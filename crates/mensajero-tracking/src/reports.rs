// SPDX-FileCopyrightText: 2026 Mensajero Contributors
// SPDX-License-Identifier: MIT OR Apache-2.0

//! Tabular reports for export.

use std::sync::Arc;

use mensajero_core::types::DispatchFilter;
use mensajero_core::{MensajeroError, StorageAdapter};
use mensajero_sheets::{Cell, Table};
use strum::{Display, EnumString};

use crate::clock;
use crate::settlement::SettlementCalculator;
use crate::status::derive_status;

/// Reports available for export.
#[derive(Debug, Clone, Copy, PartialEq, Eq, Display, EnumString)]
#[strum(serialize_all = "lowercase", ascii_case_insensitive)]
pub enum ReportKind {
    Shipments,
    Dispatches,
    Receptions,
    Pickups,
    Settlement,
}

/// Optional courier and inclusive date range narrowing a report.
#[derive(Debug, Clone, Default, PartialEq, Eq)]
pub struct ReportQuery {
    pub courier: Option<String>,
    pub date_from: Option<String>,
    pub date_to: Option<String>,
}

impl ReportQuery {
    fn dispatch_filter(&self) -> Result<DispatchFilter, MensajeroError> {
        let date = |field: &str, value: &Option<String>| -> Result<Option<String>, MensajeroError> {
            value
                .as_deref()
                .map(|v| clock::parse_date(field, v).map(|d| d.format(clock::DATE_FORMAT).to_string()))
                .transpose()
        };
        Ok(DispatchFilter {
            courier: self.courier.clone(),
            date_from: date("date_from", &self.date_from)?,
            date_to: date("date_to", &self.date_to)?,
        })
    }
}

pub struct Reports {
    storage: Arc<dyn StorageAdapter>,
    settlement: Arc<SettlementCalculator>,
}

impl Reports {
    pub fn new(storage: Arc<dyn StorageAdapter>, settlement: Arc<SettlementCalculator>) -> Self {
        Self {
            storage,
            settlement,
        }
    }

    /// Build the tables of a report.
    pub async fn build(
        &self,
        kind: ReportKind,
        query: &ReportQuery,
    ) -> Result<Vec<Table>, MensajeroError> {
        match kind {
            ReportKind::Shipments => self.shipments().await,
            ReportKind::Dispatches => self.dispatches(query).await,
            ReportKind::Receptions => self.receptions().await,
            ReportKind::Pickups => self.pickups().await,
            ReportKind::Settlement => self.settlement(query).await,
        }
    }

    async fn shipments(&self) -> Result<Vec<Table>, MensajeroError> {
        let mut table = Table::new(
            "shipments",
            &[
                "sender",
                "tracking_number",
                "recipient",
                "address",
                "city",
                "status",
                "courier",
                "zone",
                "dispatch_date",
                "reception_date",
                "reason",
            ],
        );
        for events in self.storage.list_shipment_events().await? {
            let status = derive_status(events);
            let Some(shipment) = status.shipment else {
                continue;
            };
            table.push(vec![
                shipment.sender.into(),
                shipment.tracking_number.into(),
                shipment.recipient.into(),
                shipment.address.into(),
                shipment.city.into(),
                status.state.to_string().into(),
                status.courier.unwrap_or_default().into(),
                status.zone.unwrap_or_default().into(),
                Cell::opt_date(status.dispatched_at.as_deref()),
                Cell::opt_date(status.received_at.as_deref()),
                status.reason.unwrap_or_default().into(),
            ]);
        }
        Ok(vec![table])
    }

    async fn dispatches(&self, query: &ReportQuery) -> Result<Vec<Table>, MensajeroError> {
        let filter = query.dispatch_filter()?;
        let mut table = dispatch_table("dispatches");
        for d in self.storage.list_dispatches(&filter).await? {
            table.push(vec![
                d.tracking_number.into(),
                d.courier.into(),
                d.zone.into(),
                Cell::Date(d.dispatched_at),
            ]);
        }
        Ok(vec![table])
    }

    async fn receptions(&self) -> Result<Vec<Table>, MensajeroError> {
        let mut table = Table::new(
            "receptions",
            &["tracking_number", "outcome", "reason", "reception_date"],
        );
        for r in self.storage.list_receptions().await? {
            table.push(vec![
                r.tracking_number.into(),
                r.outcome.to_string().into(),
                r.reason.into(),
                Cell::Date(r.received_at),
            ]);
        }
        Ok(vec![table])
    }

    async fn pickups(&self) -> Result<Vec<Table>, MensajeroError> {
        let mut table = Table::new(
            "pickups",
            &["tracking_number", "pickup_date", "customer", "notes"],
        );
        for p in self.storage.list_pickups().await? {
            table.push(vec![
                p.tracking_number.into(),
                Cell::Date(p.picked_up_at),
                p.customer.unwrap_or_default().into(),
                p.notes.into(),
            ]);
        }
        Ok(vec![table])
    }

    async fn settlement(&self, query: &ReportQuery) -> Result<Vec<Table>, MensajeroError> {
        let (Some(courier), Some(from), Some(to)) =
            (&query.courier, &query.date_from, &query.date_to)
        else {
            return Err(MensajeroError::InvalidInput(
                "settlement report needs courier, date_from and date_to".into(),
            ));
        };
        let detail = self.settlement.detail(courier, from, to).await?;

        let mut summary = Table::new(
            "summary",
            &["courier", "from", "to", "count", "tariff", "total"],
        );
        let s = &detail.summary;
        summary.push(vec![
            s.courier.as_str().into(),
            s.date_from.as_str().into(),
            s.date_to.as_str().into(),
            s.count.into(),
            s.tariff.into(),
            s.total.into(),
        ]);

        let mut rows = dispatch_table("detail");
        for d in detail.dispatches {
            rows.push(vec![
                d.tracking_number.into(),
                d.courier.into(),
                d.zone.into(),
                Cell::Date(d.dispatched_at),
            ]);
        }
        Ok(vec![summary, rows])
    }
}

fn dispatch_table(name: &str) -> Table {
    Table::new(name, &["tracking_number", "courier", "zone", "dispatch_date"])
}

#[cfg(test)]
mod tests {
    use super::*;

    #[test]
    fn report_names_parse() {
        assert_eq!("Settlement".parse::<ReportKind>().unwrap(), ReportKind::Settlement);
        assert_eq!(ReportKind::Pickups.to_string(), "pickups");
        assert!("payroll".parse::<ReportKind>().is_err());
    }

    #[test]
    fn query_dates_are_validated() {
        let query = ReportQuery {
            date_from: Some("2024-13-01".into()),
            ..ReportQuery::default()
        };
        assert!(matches!(
            query.dispatch_filter(),
            Err(MensajeroError::InvalidInput(_))
        ));
    }
}
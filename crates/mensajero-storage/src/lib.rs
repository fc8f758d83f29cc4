// SPDX-FileCopyrightText: 2026 Mensajero Contributors
// SPDX-License-Identifier: MIT OR Apache-2.0

//! SQLite persistence layer for Mensajero.
//!
//! Provides WAL-mode SQLite storage with embedded migrations, a single-writer
//! concurrency model via `tokio-rusqlite`, and typed operations for zones,
//! couriers, customers, shipments and their lifecycle events.

pub mod adapter;
pub mod database;
pub mod migrations;
pub mod queries;

pub use adapter::SqliteStorage;
pub use database::{Database, OpenOptions};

· · · · ·

Restate the material word for word, keeping every line intact.

RESULT
filename crates/mensajero-tracking/src/reports.rs
// SPDX-FileCopyrightText: 2026 Mensajero Contributors
// SPDX-License-Identifier: MIT OR Apache-2.0

//! Tabular reports for export.

use std::sync::Arc;

use mensajero_core::types::DispatchFilter;
use mensajero_core::{MensajeroError, StorageAdapter};
use mensajero_sheets::{Cell, Table};
use strum::{Display, EnumString};

use crate::clock;
use crate::settlement::SettlementCalculator;
use crate::status::derive_status;

/// Reports available for export.
#[derive(Debug, Clone, Copy, PartialEq, Eq, Display, EnumString)]
#[strum(serialize_all = "lowercase", ascii_case_insensitive)]
pub enum ReportKind {
    Shipments,
    Dispatches,
    Receptions,
    Pickups,
    Settlement,
}

/// Optional courier and inclusive date range narrowing a report.
#[derive(Debug, Clone, Default, PartialEq, Eq)]
pub struct ReportQuery {
    pub courier: Option<String>,
    pub date_from: Option<String>,
    pub date_to: Option<String>,
}

impl ReportQuery {
    fn dispatch_filter(&self) -> Result<DispatchFilter, MensajeroError> {
        let date = |field: &str, value: &Option<String>| -> Result<Option<String>, MensajeroError> {
            value
                .as_deref()
                .map(|v| clock::parse_date(field, v).map(|d| d.format(clock::DATE_FORMAT).to_string()))
                .transpose()
        };
        Ok(DispatchFilter {
            courier: self.courier.clone(),
            date_from: date("date_from", &self.date_from)?,
            date_to: date("date_to", &self.date_to)?,
        })
    }
}

pub struct Reports {
    storage: Arc<dyn StorageAdapter>,
    settlement: Arc<SettlementCalculator>,
}

impl Reports {
    pub fn new(storage: Arc<dyn StorageAdapter>, settlement: Arc<SettlementCalculator>) -> Self {
        Self {
            storage,
            settlement,
        }
    }

    /// Build the tables of a report.
    pub async fn build(
        &self,
        kind: ReportKind,
        query: &ReportQuery,
    ) -> Result<Vec<Table>, MensajeroError> {
        match kind {
            ReportKind::Shipments => self.shipments().await,
            ReportKind::Dispatches => self.dispatches(query).await,
            ReportKind::Receptions => self.receptions().await,
            ReportKind::Pickups => self.pickups().await,
            ReportKind::Settlement => self.settlement(query).await,
        }
    }

    async fn shipments(&self) -> Result<Vec<Table>, MensajeroError> {
        let mut table = Table::new(
            "shipments",
            &[
                "sender",
                "tracking_number",
                "recipient",
                "address",
                "city",
                "status",
                "courier",
                "zone",
                "dispatch_date",
                "reception_date",
                "reason",
            ],
        );
        for events in self.storage.list_shipment_events().await? {
            let status = derive_status(events);
            let Some(shipment) = status.shipment else {
                continue;
            };
            table.push(vec![
                shipment.sender.into(),
                shipment.tracking_number.into(),
                shipment.recipient.into(),
                shipment.address.into(),
                shipment.city.into(),
                status.state.to_string().into(),
                status.courier.unwrap_or_default().into(),
                status.zone.unwrap_or_default().into(),
                Cell::opt_date(status.dispatched_at.as_deref()),
                Cell::opt_date(status.received_at.as_deref()),
                status.reason.unwrap_or_default().into(),
            ]);
        }
        Ok(vec![table])
    }

    async fn dispatches(&self, query: &ReportQuery) -> Result<Vec<Table>, MensajeroError> {
        let filter = query.dispatch_filter()?;
        let mut table = dispatch_table("dispatches");
        for d in self.storage.list_dispatches(&filter).await? {
            table.push(vec![
                d.tracking_number.into(),
                d.courier.into(),
                d.zone.into(),
                Cell::Date(d.dispatched_at),
            ]);
        }
        Ok(vec![table])
    }

    async fn receptions(&self) -> Result<Vec<Table>, MensajeroError> {
        let mut table = Table::new(
            "receptions",
            &["tracking_number", "outcome", "reason", "reception_date"],
        );
        for r in self.storage.list_receptions().await? {
            table.push(vec![
                r.tracking_number.into(),
                r.outcome.to_string().into(),
                r.reason.into(),
                Cell::Date(r.received_at),
            ]);
        }
        Ok(vec![table])
    }

    async fn pickups(&self) -> Result<Vec<Table>, MensajeroError> {
        let mut table = Table::new(
            "pickups",
            &["tracking_number", "pickup_date", "customer", "notes"],
        );
        for p in self.storage.list_pickups().await? {
            table.push(vec![
                p.tracking_number.into(),
                Cell::Date(p.picked_up_at),
                p.customer.unwrap_or_default().into(),
                p.notes.into(),
            ]);
        }
        Ok(vec![table])
    }

    async fn settlement(&self, query: &ReportQuery) -> Result<Vec<Table>, MensajeroError> {
        let (Some(courier), Some(from), Some(to)) =
            (&query.courier, &query.date_from, &query.date_to)
        else {
            return Err(MensajeroError::InvalidInput(
                "settlement report needs courier, date_from and date_to".into(),
            ));
        };
        let detail = self.settlement.detail(courier, from, to).await?;

        let mut summary = Table::new(
            "summary",
            &["courier", "from", "to", "count", "tariff", "total"],
        );
        let s = &detail.summary;
        summary.push(vec![
            s.courier.as_str().into(),
            s.date_from.as_str().into(),
            s.date_to.as_str().into(),
            s.count.into(),
            s.tariff.into(),
            s.total.into(),
        ]);

        let mut rows = dispatch_table("detail");
        for d in detail.dispatches {
            rows.push(vec![
                d.tracking_number.into(),
                d.courier.into(),
                d.zone.into(),
                Cell::Date(d.dispatched_at),
            ]);
        }
        Ok(vec![summary, rows])
    }
}

fn dispatch_table(name: &str) -> Table {
    Table::new(name, &["tracking_number", "courier", "zone", "dispatch_date"])
}

#[cfg(test)]
mod tests {
    use super::*;

    #[test]
    fn report_names_parse() {
        assert_eq!("Settlement".parse::<ReportKind>().unwrap(), ReportKind::Settlement);
        assert_eq!(ReportKind::Pickups.to_string(), "pickups");
        assert!("payroll".parse::<ReportKind>().is_err());
    }

    #[test]
    fn query_dates_are_validated() {
        let query = ReportQuery {
            date_from: Some("2024-13-01".into()),
            ..ReportQuery::default()
        };
        assert!(matches!(
            query.dispatch_filter(),
            Err(MensajeroError::InvalidInput(_))
        ));
    }
}
filename crates/mensajero-storage/src/lib.rs
repository fc8f758d83f29cc4
// SPDX-FileCopyrightText: 2026 Mensajero Contributors
// SPDX-License-Identifier: MIT OR Apache-2.0

//! SQLite persistence layer for Mensajero.
//!
//! Provides WAL-mode SQLite storage with embedded migrations, a single-writer
//! concurrency model via `tokio-rusqlite`, and typed operations for zones,
//! couriers, customers, shipments and their lifecycle events.

pub mod adapter;
pub mod database;
pub mod migrations;
pub mod queries;

pub use adapter::SqliteStorage;
pub use database::{Database, OpenOptions};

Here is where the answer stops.